² To whom requests for reprints should be addressed, at Fox Chase Cancer Center, 7701 Burholme Avenue, Philadelphia, PA 19111. Phone: (215) 728-2205; Fax: (215) 728-2741; E-mail: A_Godwin{at}fccc.edu

Gastrointestinal stromal tumors (GISTs), defined by the presence of constitutively activated KIT, are the most common gastrointestinal mesenchymal malignancies. This observation has been successfully exploited in clinical trials of Gleevec (also known as imatinib mesylate, STI-571) for patients with unresectable and/or metastatic GISTs. The biological mechanisms of Gleevec as well as its downstream molecular effects are generally unknown. We used a DNA microarray-based approach to identify gene expression patterns and signaling pathways that were altered in response to Gleevec in GIST cells. We identified a total of 148 genes or expressed sequence tags (of 10,367) that were differentially regulated; 7 known genes displayed a durable response after treatment. The significantly down-regulated genes were SPRY4A, FZD8, PDE2A, RTP801, FLJ20898, and ARHGEF2. The only up-regulated gene was MAFbx. On a functional level, we demonstrated that imatinib inhibited phosphorylation of KIT, AKT, and extracellular signal-regulated kinase 1/2 without affecting the total level of these proteins and that differential expression of these response genes involved activation of mitogen-activated protein kinase-dependent and -independent pathways.

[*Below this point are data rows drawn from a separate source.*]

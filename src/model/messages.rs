use bytes::{Buf, BufMut, BytesMut};
use thiserror::Error;
use tracing::debug;

use crate::model::routing::{is_valid_router_id, RouterId, INFINITY};

/// The only supported command; request messages are not implemented.
pub const RESPONSE_COMMAND: u8 = 2;
pub const RIP_VERSION: u8 = 2;
pub const AF_INET: u16 = 2;

pub const HEADER_LEN: usize = 4;
pub const ENTRY_LEN: usize = 20;

/// Upper bound on table entries per frame; the direct-link entry appended
/// per datagram comes on top of this.
pub const MAX_FRAME_ROUTES: usize = 25;

/// One advertised route as carried on the wire.
#[derive(Debug, Clone, Copy, PartialEq, Eq)]
pub struct FrameEntry {
    pub dest: RouterId,
    pub next_hop: RouterId,
    pub metric: u8,
}

/// A RIP Response frame: 4-byte header followed by 20-byte entries.
#[derive(Debug, Clone, PartialEq, Eq)]
pub struct ResponseFrame {
    pub sender: RouterId,
    pub entries: Vec<FrameEntry>,
}

#[derive(Debug, Error, PartialEq, Eq)]
pub enum DecodeError {
    #[error("frame length {0} is not a header plus a whole number of entries")]
    BadLength(usize),
    #[error("unsupported command {0}")]
    BadCommand(u8),
    #[error("unsupported version {0}")]
    BadVersion(u8),
    #[error("sending router id {0} out of range")]
    BadSender(u16),
    #[error("entry {index} carries address family {afi}")]
    BadAddressFamily { index: usize, afi: u16 },
}

impl ResponseFrame {
    pub fn new(sender: RouterId) -> Self {
        Self {
            sender,
            entries: Vec::new(),
        }
    }

    pub fn encoded_len(&self) -> usize {
        HEADER_LEN + ENTRY_LEN * self.entries.len()
    }

    pub fn encode(&self) -> Vec<u8> {
        let mut buf = BytesMut::with_capacity(self.encoded_len());
        buf.put_u8(RESPONSE_COMMAND);
        buf.put_u8(RIP_VERSION);
        buf.put_u16_le(self.sender);
        for entry in &self.entries {
            buf.put_u16_le(AF_INET);
            buf.put_u16_le(0);
            buf.put_u16_le(entry.dest);
            buf.put_u16_le(0);
            buf.put_u32_le(0);
            buf.put_u16_le(entry.next_hop);
            buf.put_u16_le(0);
            buf.put_u32_le(u32::from(entry.metric));
        }
        buf.to_vec()
    }

    /// Decode one datagram. Header problems and a wrong address family
    /// reject the whole frame; an entry with an out-of-range id or metric
    /// is skipped while the rest of the frame is kept.
    pub fn decode(data: &[u8]) -> Result<Self, DecodeError> {
        if data.len() < HEADER_LEN + ENTRY_LEN || (data.len() - HEADER_LEN) % ENTRY_LEN != 0 {
            return Err(DecodeError::BadLength(data.len()));
        }

        let mut buf = data;
        let command = buf.get_u8();
        if command != RESPONSE_COMMAND {
            return Err(DecodeError::BadCommand(command));
        }
        let version = buf.get_u8();
        if version != RIP_VERSION {
            return Err(DecodeError::BadVersion(version));
        }
        let sender = buf.get_u16_le();
        if !is_valid_router_id(sender) {
            return Err(DecodeError::BadSender(sender));
        }

        let count = (data.len() - HEADER_LEN) / ENTRY_LEN;
        let mut entries = Vec::with_capacity(count);
        for index in 0..count {
            let afi = buf.get_u16_le();
            if afi != AF_INET {
                return Err(DecodeError::BadAddressFamily { index, afi });
            }
            buf.advance(2);
            let dest = buf.get_u16_le();
            buf.advance(2);
            buf.advance(4);
            let next_hop = buf.get_u16_le();
            buf.advance(2);
            let metric = buf.get_u32_le();

            if !is_valid_router_id(dest) || !is_valid_router_id(next_hop) {
                debug!(sender, index, dest, next_hop, "skipping entry with bad router id");
                continue;
            }
            if metric > u32::from(INFINITY) {
                debug!(sender, index, metric, "skipping entry with bad metric");
                continue;
            }
            entries.push(FrameEntry {
                dest,
                next_hop,
                metric: metric as u8,
            });
        }

        Ok(Self { sender, entries })
    }
}
use std::collections::HashMap;
use std::sync::{Arc, Mutex, MutexGuard};
use std::time::Duration;

use anyhow::{Context, Result};
use rand::Rng;
use tokio::task::JoinSet;
use tokio::time::sleep;
use tracing::{debug, info, warn};

use crate::model::messages::ResponseFrame;
use crate::model::routing::{Route, RouteKey, RouteTable, RouterId, TableEffects, TimeoutToken};
use crate::runtime::config::DaemonConfig;
use crate::runtime::link::NeighborLink;
use crate::runtime::report;

pub const DEFAULT_PERIOD: Duration = Duration::from_secs(7);

/// Intervals for the four timer families, all derived from one base
/// period: periodic updates fire every period (jittered 0.8..1.2), a
/// route with no refresh for six periods is poisoned, a poisoned route is
/// deleted four periods later, and triggered updates are delayed by up to
/// two sevenths of a period (two seconds at the default).
#[derive(Debug, Clone, Copy)]
pub struct Timing {
    pub update_interval: Duration,
    pub route_timeout: Duration,
    pub gc_interval: Duration,
    pub triggered_delay_max: Duration,
}

impl Timing {
    pub fn scaled(period: Duration) -> Self {
        Self {
            update_interval: period,
            route_timeout: period * 6,
            gc_interval: period * 4,
            triggered_delay_max: period * 2 / 7,
        }
    }
}

impl Default for Timing {
    fn default() -> Self {
        Self::scaled(DEFAULT_PERIOD)
    }
}

struct GcPending {
    generation: u64,
    task: tokio::task::AbortHandle,
}

/// Everything the routing-table mutex protects: the table itself and the
/// pending garbage collections.
struct State {
    table: RouteTable,
    gc: HashMap<RouteKey, GcPending>,
    gc_generation: u64,
}

/// The daemon: one receive task per neighbor link, a periodic update
/// task, and one-shot tasks for triggered updates, route timeouts and
/// garbage collections, all serialized through a single mutex. Timer
/// tasks never hold the lock across I/O; sends work on a snapshot taken
/// under the lock.
pub struct RipDaemon {
    id: RouterId,
    links: Vec<Arc<NeighborLink>>,
    timing: Timing,
    state: Mutex<State>,
}

impl RipDaemon {
    /// Bind every configured link, seed the direct routes with their
    /// timeouts armed, and print the initial table.
    pub async fn open(cfg: DaemonConfig, timing: Timing) -> Result<Arc<Self>> {
        let mut links = Vec::with_capacity(cfg.links.len());
        for link_cfg in &cfg.links {
            let link = NeighborLink::open(*link_cfg).await.with_context(|| {
                format!(
                    "failed to open link to router {} on input port {}",
                    link_cfg.neighbor_id, link_cfg.input_port
                )
            })?;
            links.push(Arc::new(link));
        }
        let daemon = Arc::new(Self {
            id: cfg.router_id,
            links,
            timing,
            state: Mutex::new(State {
                table: RouteTable::new(cfg.router_id),
                gc: HashMap::new(),
                gc_generation: 0,
            }),
        });

        {
            let mut state = daemon.state();
            let tokens: Vec<TimeoutToken> = daemon
                .links
                .iter()
                .map(|link| state.table.seed_direct(link.neighbor_id(), link.metric()))
                .collect();
            for token in tokens {
                Self::arm_timeout(&daemon, token);
            }
            report::print_table(daemon.id, &state.table.snapshot());
        }

        Ok(daemon)
    }

    pub fn router_id(&self) -> RouterId {
        self.id
    }

    /// Current table contents, for inspection and tests.
    pub fn routes(&self) -> Vec<Route> {
        self.state().table.snapshot()
    }

    /// Run the receive and periodic tasks until one of them dies, which
    /// is fatal.
    pub async fn run(self: Arc<Self>) -> Result<()> {
        info!(
            router_id = self.id,
            neighbors = ?self.links.iter().map(|link| link.neighbor_id()).collect::<Vec<_>>(),
            "ripd starting"
        );

        let mut tasks = JoinSet::new();
        for link in &self.links {
            let daemon = Arc::clone(&self);
            let link = Arc::clone(link);
            tasks.spawn(async move { daemon.receive_loop(link).await });
        }
        let daemon = Arc::clone(&self);
        tasks.spawn(async move { daemon.periodic_loop().await });

        // These tasks loop forever; any completion means the daemon can no
        // longer do its job.
        while let Some(joined) = tasks.join_next().await {
            joined.context("daemon task aborted")?;
        }
        Ok(())
    }

    async fn receive_loop(self: Arc<Self>, link: Arc<NeighborLink>) {
        loop {
            match link.recv_frame().await {
                Ok(Some(frame)) => Self::handle_frame(&self, frame),
                Ok(None) => {} // malformed datagram, already logged
                Err(err) => {
                    // Loopback errors are not a liveness signal; only
                    // timeouts declare a neighbor dead.
                    warn!(port = link.input_port(), "socket receive error: {err}");
                }
            }
        }
    }

    async fn periodic_loop(self: Arc<Self>) {
        loop {
            let interval = {
                let mut rng = rand::thread_rng();
                self.timing.update_interval.mul_f64(rng.gen_range(0.8..1.2))
            };
            sleep(interval).await;
            self.broadcast().await;
        }
    }

    fn handle_frame(daemon: &Arc<Self>, frame: ResponseFrame) {
        let Some(link_metric) = daemon.link_metric(frame.sender) else {
            warn!(
                sender = frame.sender,
                "dropping frame from a router that is not a configured neighbor"
            );
            return;
        };

        let mut state = daemon.state();
        let effects = state
            .table
            .apply_frame(frame.sender, link_metric, &frame.entries);
        Self::enact(daemon, &mut state, effects);
        report::print_table(daemon.id, &state.table.snapshot());
    }

    /// Turn the table's requested side effects into running timer tasks.
    /// Called with the state lock held; only spawns, never blocks.
    fn enact(daemon: &Arc<Self>, state: &mut State, effects: TableEffects) {
        for key in effects.gc_cancelled {
            if let Some(pending) = state.gc.remove(&key) {
                pending.task.abort();
            }
        }
        for key in effects.gc_started {
            Self::start_gc(daemon, state, key);
        }
        for token in effects.timeouts_armed {
            Self::arm_timeout(daemon, token);
        }
        if effects.triggered_update {
            Self::schedule_triggered_update(daemon);
        }
    }

    fn arm_timeout(daemon: &Arc<Self>, token: TimeoutToken) {
        let daemon = Arc::clone(daemon);
        let timeout = daemon.timing.route_timeout;
        tokio::spawn(async move {
            sleep(timeout).await;
            Self::on_route_timeout(&daemon, token);
        });
    }

    fn on_route_timeout(daemon: &Arc<Self>, token: TimeoutToken) {
        let mut state = daemon.state();
        // A refreshed or replaced route leaves a stale token behind.
        let Some(key) = state.table.expire(token) else {
            return;
        };
        info!(dest = key.dest, via = key.via, "route timed out, poisoning");
        Self::start_gc(daemon, &mut state, key);
        Self::schedule_triggered_update(daemon);
        report::print_table(daemon.id, &state.table.snapshot());
    }

    fn start_gc(daemon: &Arc<Self>, state: &mut State, key: RouteKey) {
        state.gc_generation += 1;
        let generation = state.gc_generation;
        let interval = daemon.timing.gc_interval;
        let handle = {
            let daemon = Arc::clone(daemon);
            tokio::spawn(async move {
                sleep(interval).await;
                Self::on_gc_expiry(&daemon, key, generation);
            })
        };
        if let Some(previous) = state.gc.insert(
            key,
            GcPending {
                generation,
                task: handle.abort_handle(),
            },
        ) {
            previous.task.abort();
        }
    }

    fn on_gc_expiry(daemon: &Arc<Self>, key: RouteKey, generation: u64) {
        let mut state = daemon.state();
        match state.gc.get(&key) {
            Some(pending) if pending.generation == generation => {}
            // Cancelled or superseded while this task waited on the lock.
            _ => return,
        }
        state.gc.remove(&key);
        if state.table.remove_collected(key) {
            info!(dest = key.dest, via = key.via, "garbage collected route");
            report::print_table(daemon.id, &state.table.snapshot());
        }
    }

    fn schedule_triggered_update(daemon: &Arc<Self>) {
        let delay = {
            let mut rng = rand::thread_rng();
            daemon
                .timing
                .triggered_delay_max
                .mul_f64(rng.gen_range(0.0..1.0))
        };
        let daemon = Arc::clone(daemon);
        tokio::spawn(async move {
            sleep(delay).await;
            debug!(router_id = daemon.id, "sending triggered update");
            daemon.broadcast().await;
        });
    }

    /// Send the full table to every neighbor. The snapshot is taken under
    /// the lock; transmission happens after it is released.
    async fn broadcast(&self) {
        let routes = self.state().table.snapshot();
        for link in &self.links {
            if let Err(err) = link.send_table(self.id, &routes).await {
                warn!(neighbor = link.neighbor_id(), "socket send error: {err}");
            }
        }
    }

    fn link_metric(&self, neighbor: RouterId) -> Option<u8> {
        self.links
            .iter()
            .find(|link| link.neighbor_id() == neighbor)
            .map(|link| link.metric())
    }

    fn state(&self) -> MutexGuard<'_, State> {
        self.state.lock().expect("routing table lock poisoned")
    }
}
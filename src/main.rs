use std::path::PathBuf;

use anyhow::Result;
use clap::Parser;
use ripd::runtime::config::load_config;
use ripd::runtime::daemon::{RipDaemon, Timing};
use tracing::{info, Level};
use tracing_subscriber::EnvFilter;

#[derive(Debug, Parser)]
#[command(name = "ripd")]
#[command(about = "Simplified RIP v2 routing daemon over loopback UDP")]
struct Args {
    /// Path to the router configuration file.
    config: PathBuf,
}

#[tokio::main]
async fn main() -> Result<()> {
    let args = Args::parse();
    init_logging();

    let cfg = load_config(&args.config)
        .map_err(|err| anyhow::anyhow!("bad configuration: {err}"))?;
    let daemon = RipDaemon::open(cfg, Timing::default()).await?;

    tokio::select! {
        result = daemon.run() => result,
        _ = tokio::signal::ctrl_c() => {
            info!("ripd shutting down");
            Ok(())
        }
    }
}

fn init_logging() {
    tracing_subscriber::fmt()
        .with_env_filter(EnvFilter::from_default_env().add_directive(Level::INFO.into()))
        .with_target(true)
        .compact()
        .init();
}
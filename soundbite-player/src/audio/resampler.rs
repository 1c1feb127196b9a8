//! Audio resampling using rubato
//!
//! Converts decoded audio to the output device's sample rate so that buffers
//! can be played without per-callback rate conversion.

use crate::error::{Error, Result};
use rubato::{FastFixedIn, PolynomialDegree, Resampler as RubatoResampler};
use tracing::debug;

/// Audio resampler using rubato for sample rate conversion.
pub struct Resampler;

impl Resampler {
    /// Resample interleaved audio from `input_rate` to `output_rate`.
    ///
    /// If the rates already match (or the input is empty), returns a copy
    /// without resampling.
    pub fn resample(
        input: &[f32],
        input_rate: u32,
        output_rate: u32,
        channels: u16,
    ) -> Result<Vec<f32>> {
        if input_rate == output_rate || input.is_empty() {
            return Ok(input.to_vec());
        }
        if input_rate == 0 || output_rate == 0 || channels == 0 {
            return Err(Error::Decode(format!(
                "Cannot resample {}Hz -> {}Hz with {} channels",
                input_rate, output_rate, channels
            )));
        }

        debug!(
            "Resampling from {}Hz to {}Hz ({} channels)",
            input_rate, output_rate, channels
        );

        // De-interleave samples for rubato (which expects planar format)
        let planar_input = Self::deinterleave(input, channels);
        let input_frames = planar_input[0].len();

        // One chunk covering the whole buffer
        let mut resampler = FastFixedIn::<f32>::new(
            output_rate as f64 / input_rate as f64,
            1.0,
            PolynomialDegree::Septic,
            input_frames,
            channels as usize,
        )
        .map_err(|e| Error::Decode(format!("Failed to create resampler: {}", e)))?;

        let planar_output = resampler
            .process(&planar_input, None)
            .map_err(|e| Error::Decode(format!("Resampling failed: {}", e)))?;

        let interleaved_output = Self::interleave(planar_output);

        debug!(
            "Resampled {} input frames to {} output frames",
            input_frames,
            interleaved_output.len() / channels as usize
        );

        Ok(interleaved_output)
    }

    /// Convert interleaved samples to planar format.
    ///
    /// Input:  [L, R, L, R, L, R, ...]
    /// Output: [[L, L, L, ...], [R, R, R, ...]]
    fn deinterleave(samples: &[f32], channels: u16) -> Vec<Vec<f32>> {
        let num_channels = channels as usize;
        let num_frames = samples.len() / num_channels;

        let mut planar = vec![Vec::with_capacity(num_frames); num_channels];
        for frame in samples.chunks_exact(num_channels) {
            for (ch_idx, sample) in frame.iter().enumerate() {
                planar[ch_idx].push(*sample);
            }
        }

        planar
    }

    /// Convert planar samples to interleaved format.
    fn interleave(planar: Vec<Vec<f32>>) -> Vec<f32> {
        let Some(first) = planar.first() else {
            return Vec::new();
        };

        let num_frames = first.len();
        let mut interleaved = Vec::with_capacity(num_frames * planar.len());
        for frame_idx in 0..num_frames {
            for channel in &planar {
                interleaved.push(channel.get(frame_idx).copied().unwrap_or(0.0));
            }
        }

        interleaved
    }
}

In an attempt to correlate these in vitro findings to clinical data, we examined GIST needle biopsy specimens taken from patients before and after Gleevec administration according to the CSTI571-B2222 Phase II trial and demonstrated that expression levels of the two gene transcripts evaluated correlated well with clinical response. This study emphasizes the potential value of an in vitro cell model to investigate GIST response to imatinib in vivo, for the purpose of identifying important genetic markers of clinical response, mechanisms of drug action, and possible therapeutic targets.